I solved the sql questions.

May I know the type of sql questions?

Hi! As an Amazon employee who interviewed and hired a lot of people here, I've created a guide that has all the questions and winning answers from an Amazonian recruiter perspective. Please check it out at interviewjoy.com/services/interview-process-details/amazon-senior-manager-interview-questions/ . Pls also check the positive feedback at the bottom of that page!

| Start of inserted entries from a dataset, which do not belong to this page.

use std::collections::BTreeMap;
use std::path::Path;
use std::str::FromStr;

use crate::error::{ObliqueError, Result};
use crate::io::metadata::load_metadata;

/// Typed acquisition configuration read from the sidecar metadata file.
///
/// Every field is parsed and validated once, when the value is built. The
/// original string map is kept so it can be written out alongside results.
#[derive(Clone, Debug, PartialEq)]
pub struct AcquisitionMetadata {
    /// Lateral shift between consecutive slices, in pixels.
    pub scan_step_size_px: f64,
    /// Ratio of the physical slice spacing to the lateral pixel size.
    pub voxel_aspect_ratio: f64,
    /// Lateral pixel size at the sample, in micrometers.
    pub sample_px_um: f64,
    pub volumes_per_buffer: usize,
    /// Channel labels in acquisition order.
    pub channels_per_slice: Vec<String>,
    pub slices_per_volume: usize,
    pub volumes_per_s: f64,
    pub buffer_time_s: f64,
    pub delay_s: Option<f64>,
    pub description: Option<String>,
    /// Light-sheet tilt in radians, when the instrument records it.
    pub tilt_rad: Option<f64>,
    raw: BTreeMap<String, String>,
}

impl AcquisitionMetadata {
    pub fn from_map(raw: BTreeMap<String, String>) -> Result<Self> {
        let scan_step_size_px: f64 = required(&raw, "scan_step_size_px")?;
        if !scan_step_size_px.is_finite() || scan_step_size_px <= 0.0 {
            return Err(ObliqueError::InvalidScanStep(scan_step_size_px));
        }

        let voxel_aspect_ratio: f64 = required(&raw, "voxel_aspect_ratio")?;
        if !voxel_aspect_ratio.is_finite() || voxel_aspect_ratio < 0.0 {
            return Err(invalid(&raw, "voxel_aspect_ratio"));
        }
        let sample_px_um = positive(&raw, "sample_px_um")?;
        let volumes_per_buffer = count(&raw, "volumes_per_buffer")?;
        let slices_per_volume = count(&raw, "slices_per_volume")?;
        let volumes_per_s = positive(&raw, "volumes_per_s")?;

        let buffer_time_s: f64 = required(&raw, "buffer_time_s")?;
        if !buffer_time_s.is_finite() || buffer_time_s < 0.0 {
            return Err(invalid(&raw, "buffer_time_s"));
        }

        let channels_text = raw
            .get("channels_per_slice")
            .ok_or_else(|| ObliqueError::MissingKey("channels_per_slice".into()))?;
        let channels_per_slice = parse_channel_list(channels_text);
        if channels_per_slice.is_empty() {
            return Err(invalid(&raw, "channels_per_slice"));
        }

        let delay_s = match raw.get("delay_s").map(|s| s.trim()) {
            None | Some("") | Some("None") | Some("null") => None,
            Some(text) => Some(
                text.parse::<f64>()
                    .ok()
                    .filter(|v| v.is_finite() && *v >= 0.0)
                    .ok_or_else(|| invalid(&raw, "delay_s"))?,
            ),
        };
        let tilt_rad = match raw.get("tilt") {
            None => None,
            Some(_) => Some(required::<f64>(&raw, "tilt")?),
        };
        let description = raw
            .get("description")
            .filter(|d| !d.is_empty())
            .cloned();

        Ok(Self {
            scan_step_size_px,
            voxel_aspect_ratio,
            sample_px_um,
            volumes_per_buffer,
            channels_per_slice,
            slices_per_volume,
            volumes_per_s,
            buffer_time_s,
            delay_s,
            description,
            tilt_rad,
            raw,
        })
    }

    /// Load and validate a sidecar metadata file.
    pub fn from_file(path: &Path) -> Result<Self> {
        Self::from_map(load_metadata(path)?)
    }

    /// The unparsed source map.
    pub fn raw(&self) -> &BTreeMap<String, String> {
        &self.raw
    }

    pub fn num_channels(&self) -> usize {
        self.channels_per_slice.len()
    }

    /// Seconds between the starts of consecutive volumes.
    pub fn frame_interval_s(&self) -> f64 {
        1.0 / self.volumes_per_s + self.buffer_time_s + self.delay_s.unwrap_or(0.0)
    }
}

/// Split a channel list such as `['488', '405']` or `488 405` into labels.
pub fn parse_channel_list(text: &str) -> Vec<String> {
    text.trim()
        .trim_start_matches(['[', '('])
        .trim_end_matches([']', ')'])
        .split(|c: char| c == ',' || c.is_whitespace())
        .map(|label| label.trim_matches(|c| c == '\'' || c == '"'))
        .filter(|label| !label.is_empty())
        .map(str::to_string)
        .collect()
}

fn required<T: FromStr>(raw: &BTreeMap<String, String>, key: &str) -> Result<T> {
    let value = raw
        .get(key)
        .ok_or_else(|| ObliqueError::MissingKey(key.to_string()))?;
    value.parse().map_err(|_| invalid(raw, key))
}

fn positive(raw: &BTreeMap<String, String>, key: &str) -> Result<f64> {
    let value: f64 = required(raw, key)?;
    if value.is_finite() && value > 0.0 {
        Ok(value)
    } else {
        Err(invalid(raw, key))
    }
}

/// A count of at least one, written either as an integer or a whole float.
fn count(raw: &BTreeMap<String, String>, key: &str) -> Result<usize> {
    let value: f64 = required(raw, key)?;
    if value.is_finite() && value >= 1.0 && value.fract() == 0.0 {
        Ok(value as usize)
    } else {
        Err(invalid(raw, key))
    }
}

fn invalid(raw: &BTreeMap<String, String>, key: &str) -> ObliqueError {
    ObliqueError::InvalidValue {
        key: key.to_string(),
        value: raw.get(key).cloned().unwrap_or_default(),
    }
}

Thanks. Less

I have work experience in spandana spoorthy finance company in role of backend operation Less

Hi, I have online assessment next week, Can you please let me know if it will be SQL or Python based? Less

Did you apply as a graduate or already have work experience as BI engineer?